▶ [What to produce] Show all lines of the listing that contain the word "EditRequest".

□ □ □ □

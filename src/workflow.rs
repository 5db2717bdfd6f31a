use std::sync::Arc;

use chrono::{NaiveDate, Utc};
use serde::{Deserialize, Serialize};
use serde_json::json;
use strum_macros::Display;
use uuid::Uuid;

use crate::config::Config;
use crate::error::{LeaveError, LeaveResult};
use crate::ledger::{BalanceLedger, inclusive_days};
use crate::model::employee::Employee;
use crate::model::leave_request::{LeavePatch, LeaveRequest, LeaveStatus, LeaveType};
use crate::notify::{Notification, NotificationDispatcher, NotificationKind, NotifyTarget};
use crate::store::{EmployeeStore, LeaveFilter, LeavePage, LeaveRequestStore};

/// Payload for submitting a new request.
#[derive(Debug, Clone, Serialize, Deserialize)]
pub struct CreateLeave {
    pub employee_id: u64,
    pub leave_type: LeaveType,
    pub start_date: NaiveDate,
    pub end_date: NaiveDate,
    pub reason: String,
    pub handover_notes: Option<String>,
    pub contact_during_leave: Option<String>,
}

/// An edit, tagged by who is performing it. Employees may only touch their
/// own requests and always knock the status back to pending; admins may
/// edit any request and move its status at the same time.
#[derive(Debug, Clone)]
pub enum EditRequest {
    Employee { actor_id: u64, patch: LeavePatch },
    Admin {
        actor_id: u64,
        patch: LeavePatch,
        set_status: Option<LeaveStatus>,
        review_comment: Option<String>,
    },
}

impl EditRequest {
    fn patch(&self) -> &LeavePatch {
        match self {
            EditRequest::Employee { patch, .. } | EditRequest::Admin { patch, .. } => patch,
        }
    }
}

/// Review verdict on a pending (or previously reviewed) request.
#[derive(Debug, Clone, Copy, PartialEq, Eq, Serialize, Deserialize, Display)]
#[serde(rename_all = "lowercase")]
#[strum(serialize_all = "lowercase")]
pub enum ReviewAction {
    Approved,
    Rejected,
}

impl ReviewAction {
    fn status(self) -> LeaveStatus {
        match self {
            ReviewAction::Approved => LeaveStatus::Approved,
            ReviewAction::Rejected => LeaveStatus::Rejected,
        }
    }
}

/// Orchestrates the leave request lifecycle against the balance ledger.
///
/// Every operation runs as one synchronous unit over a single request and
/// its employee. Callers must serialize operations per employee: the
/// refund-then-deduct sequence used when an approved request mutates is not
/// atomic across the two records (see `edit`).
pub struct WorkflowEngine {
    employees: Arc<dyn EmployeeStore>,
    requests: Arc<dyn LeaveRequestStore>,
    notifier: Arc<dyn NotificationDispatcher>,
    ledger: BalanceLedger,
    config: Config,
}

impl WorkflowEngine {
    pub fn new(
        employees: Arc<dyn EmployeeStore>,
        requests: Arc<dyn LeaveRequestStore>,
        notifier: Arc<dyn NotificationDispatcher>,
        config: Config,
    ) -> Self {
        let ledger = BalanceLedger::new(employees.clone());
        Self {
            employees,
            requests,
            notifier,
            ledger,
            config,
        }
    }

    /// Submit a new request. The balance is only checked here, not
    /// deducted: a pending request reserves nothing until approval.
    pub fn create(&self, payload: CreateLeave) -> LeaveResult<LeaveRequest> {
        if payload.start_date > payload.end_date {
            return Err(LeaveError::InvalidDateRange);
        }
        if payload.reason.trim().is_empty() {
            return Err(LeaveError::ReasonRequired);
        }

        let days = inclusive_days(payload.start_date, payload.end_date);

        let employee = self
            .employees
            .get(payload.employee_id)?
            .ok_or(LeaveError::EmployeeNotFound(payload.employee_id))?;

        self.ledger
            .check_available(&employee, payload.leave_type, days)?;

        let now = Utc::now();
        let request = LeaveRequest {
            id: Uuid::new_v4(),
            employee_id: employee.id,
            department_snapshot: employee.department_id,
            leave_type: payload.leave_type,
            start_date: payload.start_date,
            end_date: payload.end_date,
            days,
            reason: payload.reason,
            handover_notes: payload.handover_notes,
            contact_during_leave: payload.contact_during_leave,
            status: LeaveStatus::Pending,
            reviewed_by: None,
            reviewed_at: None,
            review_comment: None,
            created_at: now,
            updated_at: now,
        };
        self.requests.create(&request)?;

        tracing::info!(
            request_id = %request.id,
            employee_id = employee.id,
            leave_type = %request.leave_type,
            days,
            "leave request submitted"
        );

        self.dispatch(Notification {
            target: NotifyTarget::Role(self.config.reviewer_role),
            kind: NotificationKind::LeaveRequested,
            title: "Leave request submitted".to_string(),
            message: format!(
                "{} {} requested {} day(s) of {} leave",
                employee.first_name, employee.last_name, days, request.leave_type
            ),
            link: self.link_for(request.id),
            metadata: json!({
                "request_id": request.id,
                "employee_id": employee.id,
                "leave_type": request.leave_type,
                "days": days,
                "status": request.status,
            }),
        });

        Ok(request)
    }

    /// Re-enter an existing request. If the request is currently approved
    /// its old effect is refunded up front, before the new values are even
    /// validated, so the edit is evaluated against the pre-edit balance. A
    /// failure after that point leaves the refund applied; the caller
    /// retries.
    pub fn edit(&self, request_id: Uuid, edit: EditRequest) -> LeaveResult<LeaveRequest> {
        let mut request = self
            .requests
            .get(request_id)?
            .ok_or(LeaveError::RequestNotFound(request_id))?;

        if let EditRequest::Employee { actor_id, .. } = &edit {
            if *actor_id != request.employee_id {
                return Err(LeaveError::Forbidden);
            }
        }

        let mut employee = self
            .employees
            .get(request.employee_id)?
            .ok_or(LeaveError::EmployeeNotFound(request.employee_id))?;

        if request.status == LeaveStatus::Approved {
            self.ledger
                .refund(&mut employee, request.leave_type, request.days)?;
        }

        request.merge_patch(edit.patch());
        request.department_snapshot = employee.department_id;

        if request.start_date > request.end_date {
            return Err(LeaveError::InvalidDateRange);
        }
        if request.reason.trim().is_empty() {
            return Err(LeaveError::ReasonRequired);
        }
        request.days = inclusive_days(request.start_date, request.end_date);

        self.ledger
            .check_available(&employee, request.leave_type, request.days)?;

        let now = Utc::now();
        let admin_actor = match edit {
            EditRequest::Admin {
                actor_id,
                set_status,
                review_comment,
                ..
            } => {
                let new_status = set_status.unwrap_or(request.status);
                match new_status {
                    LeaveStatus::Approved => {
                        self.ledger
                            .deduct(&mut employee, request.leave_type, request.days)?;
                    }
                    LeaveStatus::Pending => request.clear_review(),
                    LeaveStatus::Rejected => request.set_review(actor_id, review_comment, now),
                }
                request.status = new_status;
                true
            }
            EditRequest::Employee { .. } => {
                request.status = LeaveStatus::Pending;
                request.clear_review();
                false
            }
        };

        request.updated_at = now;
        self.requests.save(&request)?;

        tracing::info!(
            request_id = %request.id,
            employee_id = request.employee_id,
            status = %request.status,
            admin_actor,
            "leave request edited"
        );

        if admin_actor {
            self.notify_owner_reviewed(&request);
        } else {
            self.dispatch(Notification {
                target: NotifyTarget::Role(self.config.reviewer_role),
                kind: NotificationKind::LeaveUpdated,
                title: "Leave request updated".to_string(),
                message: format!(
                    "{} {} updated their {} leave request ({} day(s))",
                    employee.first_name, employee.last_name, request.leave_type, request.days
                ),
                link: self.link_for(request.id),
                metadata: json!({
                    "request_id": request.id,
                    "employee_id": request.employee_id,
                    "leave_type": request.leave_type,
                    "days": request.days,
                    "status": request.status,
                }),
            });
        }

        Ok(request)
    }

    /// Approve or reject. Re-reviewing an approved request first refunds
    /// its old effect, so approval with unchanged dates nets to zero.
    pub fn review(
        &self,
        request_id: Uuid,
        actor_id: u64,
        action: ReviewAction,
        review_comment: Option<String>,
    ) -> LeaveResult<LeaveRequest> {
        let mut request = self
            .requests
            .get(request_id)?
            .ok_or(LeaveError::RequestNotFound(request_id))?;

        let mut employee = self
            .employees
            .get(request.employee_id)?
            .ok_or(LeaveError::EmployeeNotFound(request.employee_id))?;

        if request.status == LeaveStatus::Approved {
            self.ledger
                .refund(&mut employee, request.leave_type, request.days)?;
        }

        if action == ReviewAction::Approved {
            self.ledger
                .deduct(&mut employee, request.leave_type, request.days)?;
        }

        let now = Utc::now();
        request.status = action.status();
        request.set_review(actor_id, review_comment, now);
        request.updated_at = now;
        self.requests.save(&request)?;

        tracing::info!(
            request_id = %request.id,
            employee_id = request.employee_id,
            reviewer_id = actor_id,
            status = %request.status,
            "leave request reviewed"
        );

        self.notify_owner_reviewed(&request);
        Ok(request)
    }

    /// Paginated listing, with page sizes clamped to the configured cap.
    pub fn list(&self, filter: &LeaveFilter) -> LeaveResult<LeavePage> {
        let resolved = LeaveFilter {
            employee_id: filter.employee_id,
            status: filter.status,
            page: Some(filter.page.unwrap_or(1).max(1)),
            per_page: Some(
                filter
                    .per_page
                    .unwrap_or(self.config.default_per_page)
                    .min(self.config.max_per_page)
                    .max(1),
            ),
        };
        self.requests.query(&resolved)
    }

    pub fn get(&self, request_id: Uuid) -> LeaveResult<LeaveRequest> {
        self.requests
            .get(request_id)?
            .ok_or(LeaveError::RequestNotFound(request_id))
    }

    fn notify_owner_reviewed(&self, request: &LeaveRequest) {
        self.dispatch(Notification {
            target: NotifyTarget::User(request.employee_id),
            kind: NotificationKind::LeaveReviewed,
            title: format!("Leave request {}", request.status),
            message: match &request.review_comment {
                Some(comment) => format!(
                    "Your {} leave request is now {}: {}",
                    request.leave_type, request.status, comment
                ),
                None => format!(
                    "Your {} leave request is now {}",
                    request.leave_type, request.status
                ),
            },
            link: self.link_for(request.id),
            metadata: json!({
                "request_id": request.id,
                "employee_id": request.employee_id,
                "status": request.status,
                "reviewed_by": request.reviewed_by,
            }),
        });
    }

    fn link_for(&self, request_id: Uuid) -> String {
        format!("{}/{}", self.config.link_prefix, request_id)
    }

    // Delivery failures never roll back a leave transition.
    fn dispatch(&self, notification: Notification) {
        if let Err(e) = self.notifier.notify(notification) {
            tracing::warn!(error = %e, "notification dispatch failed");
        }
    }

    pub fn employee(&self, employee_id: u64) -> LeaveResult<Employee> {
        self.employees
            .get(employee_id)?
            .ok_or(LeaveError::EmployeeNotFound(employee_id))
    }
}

□ □ □ □

▶ [Answer box]
pub enum EditRequest {
impl EditRequest {
            EditRequest::Employee { patch, .. } | EditRequest::Admin { patch, .. } => patch,
    pub fn edit(&self, request_id: Uuid, edit: EditRequest) -> LeaveResult<LeaveRequest> {
        if let EditRequest::Employee { actor_id, .. } = &edit {
            EditRequest::Admin {
            EditRequest::Employee { .. } => {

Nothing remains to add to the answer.